**EXERCISE**
Show each line from the listing that includes the word "matches".

[MATERIALS PROVIDED]

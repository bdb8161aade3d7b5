//! Save/load seam для main menu
//!
//! `SaveService` — граница с persistence. Menu никогда не паникует на ней:
//! все ошибки приходят как `SaveError` и логируются вызывающим.
//!
//! - `RonSaveService`: SessionState в RON файле (Godot: `user://savegame.ron`)
//! - `InMemorySaveService`: headless demo + тесты

use std::path::{Path, PathBuf};

use serde::{Deserialize, Serialize};

use crate::logger;

pub const SAVE_FORMAT_VERSION: u32 = 1;

/// Текущая игровая сессия (то, что сохраняется)
#[derive(Debug, Clone, PartialEq, Eq, Serialize, Deserialize)]
pub struct SessionState {
    pub version: u32,
    /// Scene path уровня, например `res://scenes/Levels/Level_1.tscn`
    pub current_level: String,
}

impl Default for SessionState {
    fn default() -> Self {
        Self {
            version: SAVE_FORMAT_VERSION,
            current_level: String::new(),
        }
    }
}

impl SessionState {
    pub fn new(level: impl Into<String>) -> Self {
        Self {
            version: SAVE_FORMAT_VERSION,
            current_level: level.into(),
        }
    }

    /// Короткое имя уровня (`Level_1` для `res://scenes/Levels/Level_1.tscn`)
    pub fn level_name(&self) -> &str {
        let file = self
            .current_level
            .rsplit('/')
            .next()
            .unwrap_or(self.current_level.as_str());
        file.split('.').next().unwrap_or(file)
    }
}

#[derive(Debug, thiserror::Error)]
pub enum SaveError {
    #[error("IO error: {0}")]
    Io(String),
    #[error("Serialization error: {0}")]
    Serialization(String),
    #[error("Deserialization error: {0}")]
    Deserialization(String),
    #[error("No save file")]
    NotFound,
    #[error("Unsupported save version: {0}")]
    InvalidVersion(u32),
}

pub trait SaveService: Send + Sync {
    fn save_file_exists(&self) -> bool;

    /// Прочитать сохранённую сессию. Вызывающий применяет её только при `Ok`
    fn load_game(&self) -> Result<SessionState, SaveError>;

    /// Удалить save (отсутствие файла — не ошибка)
    fn delete_save_file(&mut self) -> Result<(), SaveError>;

    fn save_current_level(&mut self, session: &SessionState) -> Result<(), SaveError>;
}

/// Проверка загруженной сессии (version + непустой level)
fn validate(session: SessionState) -> Result<SessionState, SaveError> {
    if session.version > SAVE_FORMAT_VERSION {
        return Err(SaveError::InvalidVersion(session.version));
    }
    if session.current_level.is_empty() {
        return Err(SaveError::Deserialization("empty current_level".to_string()));
    }
    Ok(session)
}

/// Save file в RON формате
#[derive(Debug, Clone)]
pub struct RonSaveService {
    path: PathBuf,
}

impl RonSaveService {
    pub fn new(path: impl AsRef<Path>) -> Self {
        Self {
            path: path.as_ref().to_path_buf(),
        }
    }

    pub fn path(&self) -> &Path {
        &self.path
    }
}

impl SaveService for RonSaveService {
    fn save_file_exists(&self) -> bool {
        self.path.is_file()
    }

    fn load_game(&self) -> Result<SessionState, SaveError> {
        if !self.save_file_exists() {
            return Err(SaveError::NotFound);
        }

        let ron_string =
            std::fs::read_to_string(&self.path).map_err(|e| SaveError::Io(e.to_string()))?;

        let session: SessionState =
            ron::from_str(&ron_string).map_err(|e| SaveError::Deserialization(e.to_string()))?;

        let session = validate(session)?;
        logger::log_info(&format!(
            "💾 Save loaded from {} (level: {})",
            self.path.display(),
            session.level_name()
        ));
        Ok(session)
    }

    fn delete_save_file(&mut self) -> Result<(), SaveError> {
        match std::fs::remove_file(&self.path) {
            Ok(()) => {
                logger::log(&format!("🗑️ Save file deleted: {}", self.path.display()));
                Ok(())
            }
            Err(e) if e.kind() == std::io::ErrorKind::NotFound => Ok(()),
            Err(e) => Err(SaveError::Io(e.to_string())),
        }
    }

    fn save_current_level(&mut self, session: &SessionState) -> Result<(), SaveError> {
        if let Some(parent) = self.path.parent() {
            if !parent.as_os_str().is_empty() {
                std::fs::create_dir_all(parent).map_err(|e| SaveError::Io(e.to_string()))?;
            }
        }

        let ron_string = ron::ser::to_string_pretty(session, ron::ser::PrettyConfig::default())
            .map_err(|e| SaveError::Serialization(e.to_string()))?;

        std::fs::write(&self.path, ron_string).map_err(|e| SaveError::Io(e.to_string()))?;

        logger::log_info(&format!("💾 Game saved to {}", self.path.display()));
        Ok(())
    }
}

/// In-memory save (headless demo, тесты)
#[derive(Debug, Clone, Default)]
pub struct InMemorySaveService {
    saved: Option<SessionState>,
    fail_loads: bool,
}

impl InMemorySaveService {
    pub fn with_save(session: SessionState) -> Self {
        Self {
            saved: Some(session),
            fail_loads: false,
        }
    }

    /// Save "существует", но load всегда падает (corrupted file)
    pub fn corrupted() -> Self {
        Self {
            saved: Some(SessionState::default()),
            fail_loads: true,
        }
    }

    pub fn saved(&self) -> Option<&SessionState> {
        self.saved.as_ref()
    }
}

impl SaveService for InMemorySaveService {
    fn save_file_exists(&self) -> bool {
        self.saved.is_some()
    }

    fn load_game(&self) -> Result<SessionState, SaveError> {
        if self.fail_loads {
            return Err(SaveError::Deserialization("corrupted save".to_string()));
        }

        let session = self.saved.clone().ok_or(SaveError::NotFound)?;
        validate(session)
    }

    fn delete_save_file(&mut self) -> Result<(), SaveError> {
        self.saved = None;
        Ok(())
    }

    fn save_current_level(&mut self, session: &SessionState) -> Result<(), SaveError> {
        self.saved = Some(session.clone());
        self.fail_loads = false;
        Ok(())
    }
}

#[cfg(test)]
mod tests {
    use super::*;

    #[test]
    fn test_level_name() {
        let session = SessionState::new("res://scenes/Levels/Level_1.tscn");
        assert_eq!(session.level_name(), "Level_1");
        assert_eq!(SessionState::new("Level_2").level_name(), "Level_2");
    }

    #[test]
    fn test_ron_save_and_load() {
        let dir = tempfile::tempdir().unwrap();
        let mut service = RonSaveService::new(dir.path().join("saves").join("savegame.ron"));
        assert!(!service.save_file_exists());

        let session = SessionState::new("res://scenes/Levels/Level_3.tscn");
        service.save_current_level(&session).unwrap();
        assert!(service.save_file_exists());

        let loaded = service.load_game().unwrap();
        assert_eq!(loaded, session);
    }

    #[test]
    fn test_ron_delete_missing_is_ok() {
        let dir = tempfile::tempdir().unwrap();
        let mut service = RonSaveService::new(dir.path().join("savegame.ron"));
        assert!(service.delete_save_file().is_ok());

        service
            .save_current_level(&SessionState::new("res://a.tscn"))
            .unwrap();
        service.delete_save_file().unwrap();
        assert!(!service.save_file_exists());
    }

    #[test]
    fn test_ron_load_corrupted_file() {
        let dir = tempfile::tempdir().unwrap();
        let path = dir.path().join("savegame.ron");
        std::fs::write(&path, "(version: 1, current_level: ").unwrap();

        let service = RonSaveService::new(&path);
        assert!(matches!(
            service.load_game(),
            Err(SaveError::Deserialization(_))
        ));
    }

    #[test]
    fn test_ron_load_future_version_rejected() {
        let dir = tempfile::tempdir().unwrap();
        let path = dir.path().join("savegame.ron");
        std::fs::write(&path, "(version: 99, current_level: \"res://a.tscn\")").unwrap();

        let service = RonSaveService::new(&path);
        assert!(matches!(service.load_game(), Err(SaveError::InvalidVersion(99))));
    }

    #[test]
    fn test_ron_load_missing_file() {
        let dir = tempfile::tempdir().unwrap();
        let service = RonSaveService::new(dir.path().join("none.ron"));
        assert!(matches!(service.load_game(), Err(SaveError::NotFound)));
    }

    #[test]
    fn test_in_memory_corrupted() {
        let service = InMemorySaveService::corrupted();
        assert!(service.save_file_exists());
        assert!(service.load_game().is_err());
    }
}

[/MATERIALS PROVIDED]

**FINAL ANSWER**
        assert!(matches!(
        assert!(matches!(service.load_game(), Err(SaveError::InvalidVersion(99))));
        assert!(matches!(service.load_game(), Err(SaveError::NotFound)));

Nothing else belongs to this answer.